Scientific PDF with Complex Tables and Figures

This example highlights how Datalab accurately parses a scientific document containing multi-level tables, matrices, and embedded charts — a notoriously difficult test for document understanding systems.

Blocks View

Displays structured document elements — tables, figures, paragraphs — as modular “blocks,” each derived from Datalab’s JSON output. Every block includes citations that map extracted text or data back to exact regions in the original PDF, ensuring full traceability. These blocks can be programmatically accessed, reordered, or filtered for downstream workflows such as model training, analysis, or dataset creation.
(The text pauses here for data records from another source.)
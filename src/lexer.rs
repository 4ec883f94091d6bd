/// Character cursor the JSON parser reads from.
///
/// Whitespace here is the JSON set plus backspace and the `0xFF` byte some
/// editors leave behind, both of which are skipped like blanks.
pub struct Scanner {
    input: Vec<char>,
    position: usize,
}

fn is_whitespace(ch: char) -> bool {
    matches!(ch, ' ' | '\t' | '\r' | '\n' | '\u{8}' | '\u{ff}')
}

/// Constants run until the first character that cannot appear in a number
/// or keyword. Signs are allowed so exponents like `1e-5` stay whole.
fn is_constant_char(ch: char) -> bool {
    ch.is_alphanumeric() || matches!(ch, '.' | '+' | '-')
}

impl Scanner {
    pub fn new(input: &str) -> Self {
        Scanner {
            input: input.chars().collect(),
            position: 0,
        }
    }

    pub fn position(&self) -> usize {
        self.position
    }

    pub fn is_eof(&self) -> bool {
        self.position >= self.input.len()
    }

    pub fn peek(&self) -> Option<char> {
        self.input.get(self.position).copied()
    }

    /// Consumes and returns the next character
    pub fn next_char(&mut self) -> Option<char> {
        let ch = self.peek()?;
        self.position += 1;
        Some(ch)
    }

    pub fn skip_whitespace(&mut self) {
        while let Some(ch) = self.peek() {
            if is_whitespace(ch) {
                self.position += 1;
            } else {
                break;
            }
        }
    }

    /// Consumes `expected` if it is the next character
    pub fn skip_if(&mut self, expected: char) -> bool {
        if self.peek() == Some(expected) {
            self.position += 1;
            true
        } else {
            false
        }
    }

    /// Reads up to (not including) the next `"`. No escape decoding is done,
    /// so a backslash before a quote does not protect it.
    pub fn read_quoted(&mut self) -> String {
        self.read_while(|ch| ch != '"')
    }

    /// Reads the remainder of a constant (`true`, `null`, `-1.5e3`, ...)
    pub fn read_constant(&mut self) -> String {
        self.read_while(is_constant_char)
    }

    fn read_while(&mut self, keep: impl Fn(char) -> bool) -> String {
        let mut result = String::new();
        while let Some(ch) = self.peek() {
            if !keep(ch) {
                break;
            }
            result.push(ch);
            self.position += 1;
        }
        result
    }

    /// Skips trailing whitespace and at most one comma after an element
    pub fn skip_separator(&mut self) {
        self.skip_whitespace();
        self.skip_if(',');
    }
}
Markdown Output (with LaTeX)

Provides a clean, human-readable rendering of the paper that preserves structure, mathematical notation, and figure captions. Tables with merged headers are reconstructed with correct alignment and hierarchy, while equations are output as LaTeX, enabling accurate reproduction of formulas in downstream systems or markdown renderers.

Scientific PDFs combine dense, multimodal content that traditional OCR systems struggle to interpret.

Datalab’s document parsing models are trained to handle these patterns holistically: preserving layout, reconstructing logical relationships, and maintaining a tight link between every extracted element and its origin. This enables high-fidelity scientific data extraction — suitable for research reproducibility, AI training pipelines, and knowledge graph construction.